Kelopak teratai es hitam milik Xueru hancur berkeping-keping saat menyentuh sayap emas tersebut, berubah menjadi hujan serpihan es yang meleleh sebelum menyentuh tanah. Gelombang kejut dari ledakan energi emas itu begitu masif, menghentakkan tubuh Xueru hingga terlempar sejauh sepuluh meter, meluncur di atas tanah sebelum akhirnya ia menancapkan pedangnya untuk menahan diri.
Di dalam jiwa Yu Fan, ledakan energi emas murni yang masif itu bertindak bagai palu godam surgawi yang menghantam jatuh seluruh manifestasi kabut merah. Makhluk di dalam dirinya melengking murka saat cakar-cakarnya terbakar oleh cahaya emas, terpaksa terseret mundur dan jatuh kembali ke dasar jurang terdalam jiwanya yang paling sunyi, meninggalkan gema umpatan yang perlahan meredup.
Yu Fan berlutut dengan satu lutut di atas tanah yang retak, menarik napas pendek dan terputus-putus demi menstabilkan kembali detak jantungnya yang bergejolak hebat.
Pundak dan lengannya terasa teramat sakit—meridiannya mengalami luka robek internal akibat pembalikan energi yang ekstrem tadi. Darah segar menetes dari sudut bibirnya, jatuh membakar es di bawahnya.
Namun, sepasang mata hitamnya kini tidak lagi dipenuhi keraguan. Mata itu kini memancarkan kejelasan takdir yang mutlak. Konflik batinnya belum hilang, rasa sakitnya masih nyata, namun tujuannya kini telah mengkristal dengan sempurna.
Dia mendongak, menatap Lin Xueru yang kini perlahan kembali bangkit di kejauhan. Gaun hitam gadis itu telah robek di beberapa tempat, dan uap hitam dari Pedang Teratai Hitamnya justru membubung kian pekat, bersiap untuk fase serangan yang jauh lebih mengerikan.
"Aku telah bersumpah untuk menjadi perisai tanah ini, dan aku juga telah bersumpah di dalam jiwaku untuk merebut mu kembali dari kegelapan itu, Xueru," gumam Yu Fan, suara beratnya yang serak menembus deru angin badai ngarai.
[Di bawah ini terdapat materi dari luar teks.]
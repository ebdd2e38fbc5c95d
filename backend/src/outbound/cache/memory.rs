//! Process-local cache used when no Redis URL is configured.

use std::collections::HashMap;
use std::sync::{Arc, Mutex};

use async_trait::async_trait;
use chrono::{DateTime, TimeDelta, Utc};
use mockable::Clock;

use crate::domain::ports::{CacheTtl, WeatherCache, WeatherCacheError, WeatherCacheKey};

struct Entry {
    value: String,
    expires_at: DateTime<Utc>,
}

/// In-memory [`WeatherCache`] with expiry measured on an injected clock.
///
/// Expired entries are dropped when read and swept on every write, so keys
/// that are never read again do not accumulate.
pub struct InMemoryWeatherCache {
    clock: Arc<dyn Clock>,
    entries: Mutex<HashMap<String, Entry>>,
}

impl InMemoryWeatherCache {
    pub fn new(clock: Arc<dyn Clock>) -> Self {
        Self {
            clock,
            entries: Mutex::new(HashMap::new()),
        }
    }

    #[cfg(test)]
    fn len(&self) -> usize {
        self.entries.lock().map_or(0, |entries| entries.len())
    }

    fn lock(&self) -> Result<std::sync::MutexGuard<'_, HashMap<String, Entry>>, WeatherCacheError> {
        self.entries
            .lock()
            .map_err(|_| WeatherCacheError::backend("in-memory cache lock poisoned"))
    }
}

#[async_trait]
impl WeatherCache for InMemoryWeatherCache {
    async fn get(&self, key: &WeatherCacheKey) -> Result<Option<String>, WeatherCacheError> {
        let now = self.clock.utc();
        let mut entries = self.lock()?;
        match entries.get(key.as_str()) {
            Some(entry) if entry.expires_at > now => Ok(Some(entry.value.clone())),
            Some(_) => {
                entries.remove(key.as_str());
                Ok(None)
            }
            None => Ok(None),
        }
    }

    async fn set(
        &self,
        key: &WeatherCacheKey,
        value: &str,
        ttl: CacheTtl,
    ) -> Result<(), WeatherCacheError> {
        let lifetime = TimeDelta::from_std(ttl.as_duration())
            .map_err(|err| WeatherCacheError::backend(format!("ttl out of range: {err}")))?;
        let now = self.clock.utc();
        let expires_at = now + lifetime;
        let mut entries = self.lock()?;
        entries.retain(|_, entry| entry.expires_at > now);
        entries.insert(
            key.as_str().to_owned(),
            Entry {
                value: value.to_owned(),
                expires_at,
            },
        );
        Ok(())
    }
}
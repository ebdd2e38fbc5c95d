//! Tests for the GraphQL endpoint.

use std::sync::Arc;

use actix_web::cookie::Cookie;
use actix_web::http::StatusCode;
use actix_web::{App, test as actix_test, web};
use rstest::rstest;
use serde_json::{Value, json};

use super::*;
use crate::domain::ports::{FixtureWeatherCache, WeatherSourceError};
use crate::domain::{FavouriteLocationsService, WeatherCachePolicy, WeatherService};
use crate::inbound::http::test_utils::{login_cookie, session_login_route, test_session_middleware};
use crate::test_support::accounts::in_memory_account_service;
use crate::test_support::weather::{InMemoryFavourites, ScriptedWeatherSource};

const ALICE: &str = "3fa85f64-5717-4562-b3fc-2c963f66afa6";

fn schema() -> GatewaySchema {
    let source = ScriptedWeatherSource::new()
        .failing_for("Atlantis", WeatherSourceError::not_found("Atlantis"))
        .failing_for(
            "Gotham",
            WeatherSourceError::upstream_unavailable("upstream said: maintenance"),
        );
    let weather = WeatherService::new(
        Arc::new(FixtureWeatherCache::default()),
        Arc::new(source),
        WeatherCachePolicy::default(),
    );
    build_schema(HttpState::new(
        Arc::new(weather),
        Arc::new(FavouriteLocationsService::new(Arc::new(
            InMemoryFavourites::new(),
        ))),
        in_memory_account_service(),
    ))
}

fn test_app() -> App<
    impl actix_web::dev::ServiceFactory<
        actix_web::dev::ServiceRequest,
        Config = (),
        Response = actix_web::dev::ServiceResponse,
        Error = actix_web::Error,
        InitError = (),
    >,
> {
    App::new()
        .app_data(web::Data::new(schema()))
        .wrap(test_session_middleware())
        .service(session_login_route())
        .service(graphql_resource())
}

async fn execute(
    app: &impl actix_web::dev::Service<
        actix_http::Request,
        Response = actix_web::dev::ServiceResponse,
        Error = actix_web::Error,
    >,
    cookie: Option<&Cookie<'static>>,
    query: &str,
) -> Value {
    let mut request = actix_test::TestRequest::post()
        .uri(GRAPHQL_PATH)
        .set_json(json!({ "query": query }));
    if let Some(cookie) = cookie {
        request = request.cookie(cookie.clone());
    }
    let response = actix_test::call_service(app, request.to_request()).await;
    assert_eq!(response.status(), StatusCode::OK);
    actix_test::read_body_json(response).await
}

fn first_error(body: &Value) -> &Value {
    &body["errors"][0]
}

#[actix_web::test]
async fn get_serves_the_explorer() {
    let app = actix_test::init_service(test_app()).await;

    let response = actix_test::call_service(
        &app,
        actix_test::TestRequest::get().uri(GRAPHQL_PATH).to_request(),
    )
    .await;

    assert_eq!(response.status(), StatusCode::OK);
    let body = actix_test::read_body(response).await;
    assert!(std::str::from_utf8(&body).expect("utf8").contains("graphiql"));
}

#[actix_web::test]
async fn known_city_returns_the_snapshot() {
    let app = actix_test::init_service(test_app()).await;

    let body = execute(&app, None, r#"{ getWeather(input: {city: "Lisbon"}) }"#).await;

    assert!(body.get("errors").is_none(), "unexpected errors: {body}");
    assert_eq!(body["data"]["getWeather"]["name"], "Lisbon");
}

#[actix_web::test]
async fn forecast_is_served() {
    let app = actix_test::init_service(test_app()).await;

    let body = execute(&app, None, r#"{ getForecast(input: {city: "Lisbon"}) }"#).await;

    assert_eq!(body["data"]["getForecast"]["city"]["name"], "Lisbon");
}

#[rstest]
#[case::unknown_city("Atlantis", "City 'Atlantis' not found", "NOT_FOUND", 404)]
#[case::provider_down(
    "Gotham",
    "Weather service temporarily unavailable",
    "BAD_GATEWAY",
    502
)]
#[actix_web::test]
async fn weather_failures_carry_status_extensions(
    #[case] city: &str,
    #[case] message: &str,
    #[case] code: &str,
    #[case] status: u16,
) {
    let app = actix_test::init_service(test_app()).await;

    let body = execute(
        &app,
        None,
        &format!(r#"{{ getWeather(input: {{city: "{city}"}}) }}"#),
    )
    .await;

    let error = first_error(&body);
    assert_eq!(error["message"], message);
    assert_eq!(error["extensions"]["code"], code);
    assert_eq!(error["extensions"]["httpStatus"], status);
}

#[actix_web::test]
async fn invalid_city_reports_bad_request_status() {
    let app = actix_test::init_service(test_app()).await;

    let body = execute(&app, None, r#"{ getForecast(input: {city: "X"}) }"#).await;

    assert_eq!(first_error(&body)["extensions"]["httpStatus"], 400);
}

#[rstest]
#[case::list("{ getFavoriteLocations { id city } }")]
#[case::add(r#"mutation { favoriteLocation(input: {city: "Lisbon"}) }"#)]
#[case::delete("mutation { deleteFavoriteLocation(id: 1) }")]
#[actix_web::test]
async fn favourites_require_a_session(#[case] query: &str) {
    let app = actix_test::init_service(test_app()).await;

    let body = execute(&app, None, query).await;

    let error = first_error(&body);
    assert_eq!(error["message"], "login required");
    assert_eq!(error["extensions"]["code"], "UNAUTHORIZED");
    assert_eq!(error["extensions"]["httpStatus"], 401);
}

#[actix_web::test]
async fn favourites_round_trip_for_the_viewer() {
    let app = actix_test::init_service(test_app()).await;
    let cookie = login_cookie(&app, ALICE).await;

    let added = execute(
        &app,
        Some(&cookie),
        r#"mutation { favoriteLocation(input: {city: "Lisbon"}) }"#,
    )
    .await;
    assert_eq!(
        added["data"]["favoriteLocation"],
        "Location added successfully to favorites"
    );

    let duplicate = execute(
        &app,
        Some(&cookie),
        r#"mutation { favoriteLocation(input: {city: "Lisbon"}) }"#,
    )
    .await;
    assert_eq!(
        first_error(&duplicate)["extensions"]["code"],
        "DATA_EXISTS_ALREADY"
    );

    let listed = execute(
        &app,
        Some(&cookie),
        "{ getFavoriteLocations { id city createdAt } }",
    )
    .await;
    let locations = listed["data"]["getFavoriteLocations"]
        .as_array()
        .expect("list of locations");
    assert_eq!(locations.len(), 1);
    assert_eq!(locations[0]["city"], "Lisbon");
    let id = locations[0]["id"].as_i64().expect("numeric id");

    let deleted = execute(
        &app,
        Some(&cookie),
        &format!("mutation {{ deleteFavoriteLocation(id: {id}) }}"),
    )
    .await;
    assert_eq!(
        deleted["data"]["deleteFavoriteLocation"],
        "Location deleted successfully"
    );

    let again = execute(
        &app,
        Some(&cookie),
        &format!("mutation {{ deleteFavoriteLocation(id: {id}) }}"),
    )
    .await;
    assert_eq!(first_error(&again)["extensions"]["code"], "NOT_FOUND");
}
//! PostgreSQL persistence for favourite locations and user accounts.
//!
//! Diesel row structs and table definitions stay private to this module; the
//! repository translates them into domain types. Connections come from a bb8
//! pool of `diesel-async` connections.

mod diesel_error_mapping;
mod diesel_favourite_location_repository;
mod diesel_user_account_repository;
mod models;
mod pool;
mod schema;

pub use diesel_favourite_location_repository::DieselFavouriteLocationRepository;
pub use diesel_user_account_repository::DieselUserAccountRepository;
pub use pool::{DbPool, PoolConfig, PoolError};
Tangan kanannya yang gemetar dan masih dipenuhi luka es kini perlahan-lahan bergerak, melintasi dada, lalu menggenggam erat gagang Pedang Yin. Klik. Suara mekanis kecil dari pengunci sarung pedang terdengar teramat nyaring di antara gemuruh perang. Yu Fan bersiap untuk mencabut pusaran pusaka murni tersebut demi memulai fase pembuka yang sesungguhnya di tengah medan pertempuran yang sarat akan taruhan nyawa dan air mata.
Badai terbesar di Benua Timur baru saja dimulai, dan sang perisai agung tidak akan pernah membiarkan dirinya runtuh sebelum takdir diselesaikan dengan tangannya sendiri.